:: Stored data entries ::
- - -
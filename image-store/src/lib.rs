// This Source Code Form is subject to the terms of the Mozilla Public
// License, v. 2.0. If a copy of the MPL was not distributed with this
// file, You can obtain one at https://mozilla.org/MPL/2.0/.

//! Content-addressed store for boot-resource files on a region's local disk.
//!
//! Every stored file lives in one flat directory and is named by a unique
//! prefix of its SHA-256 digest, so identical content uploaded under any
//! number of names occupies disk space once.  [`ImageStore`] owns the root
//! directory and hands out per-file handles; the handles carry the declared
//! digest and size and enforce them on every write path.
//!
//! Two variants of the file handle exist with byte-identical semantics: the
//! async [`LocalBootResourceFile`] used by download tasks, and the
//! [`blocking`] one used by synchronous chunked-upload handlers.

mod error;
mod extract;
mod file;
mod filename;
mod free_space;
mod lock;
mod verify;

pub mod blocking;

pub use error::StoreError;
pub use file::LocalBootResourceFile;
pub use file::StoreWriter;
pub use filename::MIN_FILENAME_PREFIX_LEN;
pub use filename::calculate_filename_on_disk;
pub use free_space::DiskSpace;
pub use free_space::disk_space;
pub use free_space::free_space;
pub use lock::LockFile;

use camino::Utf8Path;
use camino::Utf8PathBuf;
use slog::Logger;
use std::io;

/// Handle to the on-disk boot-resource store of one region controller.
///
/// The store is a single flat directory; files are named by digest prefix
/// (see [`calculate_filename_on_disk`]) and bootloader archives are
/// unpacked into subdirectories next to them.  Constructing an `ImageStore`
/// performs no I/O: the root may not exist yet, and callers that intend to
/// write should call [`ImageStore::ensure_root`] first.
#[derive(Debug, Clone)]
pub struct ImageStore {
    root: Utf8PathBuf,
    log: Logger,
}

impl ImageStore {
    pub fn new(root: Utf8PathBuf, log: &Logger) -> Self {
        let log = log.new(slog::o!(
            "component" => "ImageStore",
            "root" => root.to_string(),
        ));
        Self { root, log }
    }

    pub fn root(&self) -> &Utf8Path {
        &self.root
    }

    /// Creates the store root (and parents) if missing.
    pub async fn ensure_root(&self) -> io::Result<()> {
        tokio::fs::create_dir_all(&self.root).await
    }

    /// Handle to one file in the store.  `filename_on_disk` is normally a
    /// digest prefix produced by [`calculate_filename_on_disk`]; the handle
    /// does not care how it was chosen.
    pub fn resource_file(
        &self,
        sha256: &str,
        filename_on_disk: &str,
        total_size: u64,
    ) -> LocalBootResourceFile {
        LocalBootResourceFile::new(
            &self.root,
            sha256,
            filename_on_disk,
            total_size,
            &self.log,
        )
    }

    /// Blocking counterpart of [`ImageStore::resource_file`].
    pub fn blocking_resource_file(
        &self,
        sha256: &str,
        filename_on_disk: &str,
        total_size: u64,
    ) -> blocking::LocalBootResourceFile {
        blocking::LocalBootResourceFile::new(
            &self.root,
            sha256,
            filename_on_disk,
            total_size,
            &self.log,
        )
    }

    /// Total bytes currently held under the store root, extracted
    /// bootloader trees included.  A missing root counts as empty.
    pub async fn used_space(&self) -> io::Result<u64> {
        let mut total = 0;
        let mut pending = vec![self.root.clone().into_std_path_buf()];
        while let Some(dir) = pending.pop() {
            let mut entries = match tokio::fs::read_dir(&dir).await {
                Ok(entries) => entries,
                Err(e) if e.kind() == io::ErrorKind::NotFound => continue,
                Err(e) => return Err(e),
            };
            while let Some(entry) = entries.next_entry().await? {
                let meta = entry.metadata().await?;
                if meta.is_dir() {
                    pending.push(entry.path());
                } else {
                    total += meta.len();
                }
            }
        }
        Ok(total)
    }
}
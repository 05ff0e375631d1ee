//
//  kongo
//  config/mod.rs
//
//  Created by Ngonidzashe Mangudya on 2026/01/12.
//  Copyright (c) 2025 IAMNGONI. All rights reserved.
//

//! # Configuration Module
//!
//! Persistent settings for the `kongo` command: which Admin API to talk to
//! and how to build the HTTP client for it. Settings live in a TOML file in
//! the platform configuration directory.
//!
//! ## Configuration File Location
//!
//! - **Linux**: `~/.config/kongo/config.toml`
//! - **macOS**: `~/Library/Application Support/kongo/config.toml`
//! - **Windows**: `C:\Users\<User>\AppData\Roaming\kongo\config\config.toml`
//!
//! ## Example Configuration File
//!
//! ```toml
//! admin_url = "http://kong.internal:8001"
//! user_agent = "deploy-bot/1.0"
//! timeout_secs = 10
//! ```
//!
//! ## Admin URL Resolution
//!
//! The command line resolves the Admin API address in this order:
//!
//! 1. `--url` flag or `KONGO_URL` environment variable
//! 2. `admin_url` from the configuration file
//! 3. [`DEFAULT_ADMIN_URL`]
//!
//! ## Usage
//!
//! ```rust,no_run
//! use kongo::config::Config;
//!
//! let mut config = Config::load()?;
//! config.set("admin_url", "http://kong.internal:8001".to_string())?;
//! config.save()?;
//! # Ok::<(), anyhow::Error>(())
//! ```

mod file;

pub use file::*;

use std::path::{Path, PathBuf};

use anyhow::{bail, Context, Result};
use directories::ProjectDirs;
use serde::{Deserialize, Serialize};

/// Admin API address used when nothing else is configured.
pub const DEFAULT_ADMIN_URL: &str = "http://127.0.0.1:8001";

/// Keys accepted by [`Config::get`] and [`Config::set`].
pub const CONFIG_KEYS: &[&str] = &["admin_url", "user_agent", "timeout_secs"];

/// Settings stored in `config.toml`.
///
/// # Fields
///
/// | Field | Default | Description |
/// |-------|---------|-------------|
/// | `admin_url` | `http://127.0.0.1:8001` | Admin API base address |
/// | `user_agent` | `kongo/<version>` | `User-Agent` override |
/// | `timeout_secs` | none | Whole-request timeout |
#[derive(Debug, Clone, PartialEq, Eq, Serialize, Deserialize)]
pub struct Config {
    #[serde(default = "default_admin_url")]
    pub admin_url: String,

    #[serde(default, skip_serializing_if = "Option::is_none")]
    pub user_agent: Option<String>,

    #[serde(default, skip_serializing_if = "Option::is_none")]
    pub timeout_secs: Option<u64>,
}

fn default_admin_url() -> String {
    DEFAULT_ADMIN_URL.to_string()
}

impl Default for Config {
    fn default() -> Self {
        Self {
            admin_url: default_admin_url(),
            user_agent: None,
            timeout_secs: None,
        }
    }
}

impl Config {
    /// Loads the configuration from the default location.
    ///
    /// A missing file yields the defaults.
    pub fn load() -> Result<Self> {
        Self::load_from(&Self::config_path()?)
    }

    /// Saves the configuration to the default location, creating the
    /// directory if needed.
    pub fn save(&self) -> Result<()> {
        self.save_to(&Self::config_path()?)
    }

    /// Loads the configuration from `path`; a missing file yields the defaults.
    pub fn load_from(path: &Path) -> Result<Self> {
        if !config_exists(path) {
            return Ok(Self::default());
        }

        let content = read_config_file(path)?;
        toml::from_str(&content)
            .with_context(|| format!("Failed to parse configuration file {}", path.display()))
    }

    /// Writes the configuration to `path`.
    pub fn save_to(&self, path: &Path) -> Result<()> {
        let content = toml::to_string_pretty(self).context("Failed to serialize configuration")?;
        write_config_file(path, &content)
    }

    /// Path of the configuration file.
    pub fn config_path() -> Result<PathBuf> {
        let dirs = ProjectDirs::from("", "", crate::APP_NAME)
            .ok_or_else(|| anyhow::anyhow!("Could not determine config directory"))?;
        Ok(dirs.config_dir().join("config.toml"))
    }

    /// Reads a setting by key. Unset optional settings return `None`.
    pub fn get(&self, key: &str) -> Option<String> {
        match key {
            "admin_url" => Some(self.admin_url.clone()),
            "user_agent" => self.user_agent.clone(),
            "timeout_secs" => self.timeout_secs.map(|secs| secs.to_string()),
            _ => None,
        }
    }

    /// Updates a setting by key.
    ///
    /// # Errors
    ///
    /// Fails for unknown keys, and for values that do not fit the setting
    /// (an admin URL that is not absolute, a timeout that is not a whole
    /// number of seconds).
    pub fn set(&mut self, key: &str, value: String) -> Result<()> {
        match key {
            "admin_url" => {
                url::Url::parse(&value)
                    .with_context(|| format!("Invalid admin URL: {value}"))?;
                self.admin_url = value;
            }
            "user_agent" => self.user_agent = Some(value),
            "timeout_secs" => {
                let secs = value
                    .parse::<u64>()
                    .with_context(|| format!("Invalid timeout (seconds): {value}"))?;
                self.timeout_secs = Some(secs);
            }
            _ => bail!("Unknown config key: {key}. Valid keys: {}", CONFIG_KEYS.join(", ")),
        }
        Ok(())
    }

    /// Restores a setting to its default.
    pub fn unset(&mut self, key: &str) -> Result<()> {
        match key {
            "admin_url" => self.admin_url = default_admin_url(),
            "user_agent" => self.user_agent = None,
            "timeout_secs" => self.timeout_secs = None,
            _ => bail!("Unknown config key: {key}. Valid keys: {}", CONFIG_KEYS.join(", ")),
        }
        Ok(())
    }
}
//
//  kongo
//  cli/service.rs
//
//  Created by Ngonidzashe Mangudya on 2026/01/12.
//  Copyright (c) 2025 IAMNGONI. All rights reserved.
//

//! `kongo service`: upstream services.

use anyhow::Result;
use clap::{Args, Subcommand};
use console::style;

use crate::api::common::{ListOptions, ListResponse};
use crate::api::resources::{NewService, Service, ServiceHost};
use crate::output::{format_timestamp, print_field, truncate, TableBuilder, TableOutput};

use super::{interrupt_token, write_page, GlobalOptions, PageArgs};

#[derive(Args, Debug)]
pub struct ServiceCommand {
    #[command(subcommand)]
    pub command: ServiceSubcommand,
}

#[derive(Subcommand, Debug)]
pub enum ServiceSubcommand {
    /// List services
    #[command(visible_alias = "ls")]
    List(PageArgs),

    /// Show a service
    #[command(visible_alias = "view")]
    Get(GetArgs),

    /// Register a service by URL or by host
    Create(CreateArgs),

    /// Delete a service
    #[command(visible_alias = "rm")]
    Delete(DeleteArgs),
}

#[derive(Args, Debug)]
pub struct GetArgs {
    /// Service id or name
    pub id: String,
}

#[derive(Args, Debug)]
pub struct DeleteArgs {
    /// Service id or name
    pub id: String,
}

#[derive(Args, Debug)]
pub struct CreateArgs {
    /// Service name
    #[arg(long)]
    pub name: String,

    /// Upstream URL, e.g. http://billing.internal:8080/v1
    #[arg(long, required_unless_present = "host", conflicts_with = "host")]
    pub url: Option<String>,

    /// Upstream host
    #[arg(long)]
    pub host: Option<String>,

    /// Upstream port
    #[arg(long, requires = "host")]
    pub port: Option<u16>,

    /// Upstream protocol (http or https)
    #[arg(long, requires = "host", value_parser = ["http", "https"])]
    pub protocol: Option<String>,

    /// Path prefix used upstream
    #[arg(long, requires = "host")]
    pub path: Option<String>,
}

impl CreateArgs {
    fn payload(&self) -> NewService {
        match (&self.url, &self.host) {
            (Some(url), _) => NewService::by_url(&self.name, url),
            (None, host) => {
                let mut target = ServiceHost::new(host.clone().unwrap_or_default());
                target.port = self.port;
                target.protocol = self.protocol.clone();
                target.path = self.path.clone();
                NewService::by_host(&self.name, target)
            }
        }
    }
}

impl ServiceCommand {
    pub async fn run(&self, global: &GlobalOptions) -> Result<()> {
        let client = global.client()?;
        let services = client.services().with_cancel(interrupt_token());
        let writer = global.writer();

        match &self.command {
            ServiceSubcommand::List(args) => {
                let (page, _) = services.list(&ListOptions::from(args)).await?;
                write_page(&writer, &page)
            }
            ServiceSubcommand::Get(args) => {
                let (service, _) = services.get(&args.id).await?;
                writer.write(&service)
            }
            ServiceSubcommand::Create(args) => {
                let (service, _) = services.create(&args.payload()).await?;
                writer.write_success(&format!("Created service {} ({})", service.name, service.id));
                writer.write(&service)
            }
            ServiceSubcommand::Delete(args) => {
                services.delete(&args.id).await?;
                writer.write_success(&format!("Deleted service {}", args.id));
                Ok(())
            }
        }
    }
}

fn upstream(service: &Service) -> String {
    format!(
        "{}://{}:{}{}",
        service.protocol,
        service.host,
        service.port,
        service.path.as_deref().unwrap_or("")
    )
}

impl TableOutput for ListResponse<Service> {
    fn print_table(&self, color: bool) {
        if self.data.is_empty() {
            println!("No services found");
            return;
        }

        TableBuilder::new()
            .color(color)
            .headers(["ID", "Name", "Upstream", "Created"])
            .rows(self.data.iter().map(|service| {
                [
                    service.id.clone(),
                    service.name.clone(),
                    truncate(&upstream(service), 48),
                    format_timestamp(&service.created_at),
                ]
            }))
            .print();
    }
}

impl TableOutput for Service {
    fn print_table(&self, color: bool) {
        let name = if self.name.is_empty() { "(unnamed)" } else { &self.name };
        if color {
            println!("{}", style(name).bold());
        } else {
            println!("{}", name);
        }
        println!();

        print_field("ID", &self.id, color);
        print_field("Upstream", &upstream(self), color);
        print_field("Retries", &self.retries.to_string(), color);
        print_field(
            "Timeouts (ms)",
            &format!(
                "connect {}, read {}, write {}",
                self.connect_timeout, self.read_timeout, self.write_timeout
            ),
            color,
        );
        print_field("Created", &format_timestamp(&self.created_at), color);
        print_field("Updated", &format_timestamp(&self.updated_at), color);
    }
}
- - -
Please reproduce, exactly as they appear above, the lines from the line containing "pub struct CreateArgs" up to and including the line containing "let (page, _)".

pub struct CreateArgs {
    /// Service name
    #[arg(long)]
    pub name: String,

    /// Upstream URL, e.g. http://billing.internal:8080/v1
    #[arg(long, required_unless_present = "host", conflicts_with = "host")]
    pub url: Option<String>,

    /// Upstream host
    #[arg(long)]
    pub host: Option<String>,

    /// Upstream port
    #[arg(long, requires = "host")]
    pub port: Option<u16>,

    /// Upstream protocol (http or https)
    #[arg(long, requires = "host", value_parser = ["http", "https"])]
    pub protocol: Option<String>,

    /// Path prefix used upstream
    #[arg(long, requires = "host")]
    pub path: Option<String>,
}

impl CreateArgs {
    fn payload(&self) -> NewService {
        match (&self.url, &self.host) {
            (Some(url), _) => NewService::by_url(&self.name, url),
            (None, host) => {
                let mut target = ServiceHost::new(host.clone().unwrap_or_default());
                target.port = self.port;
                target.protocol = self.protocol.clone();
                target.path = self.path.clone();
                NewService::by_host(&self.name, target)
            }
        }
    }
}

impl ServiceCommand {
    pub async fn run(&self, global: &GlobalOptions) -> Result<()> {
        let client = global.client()?;
        let services = client.services().with_cancel(interrupt_token());
        let writer = global.writer();

        match &self.command {
            ServiceSubcommand::List(args) => {
                let (page, _) = services.list(&ListOptions::from(args)).await?;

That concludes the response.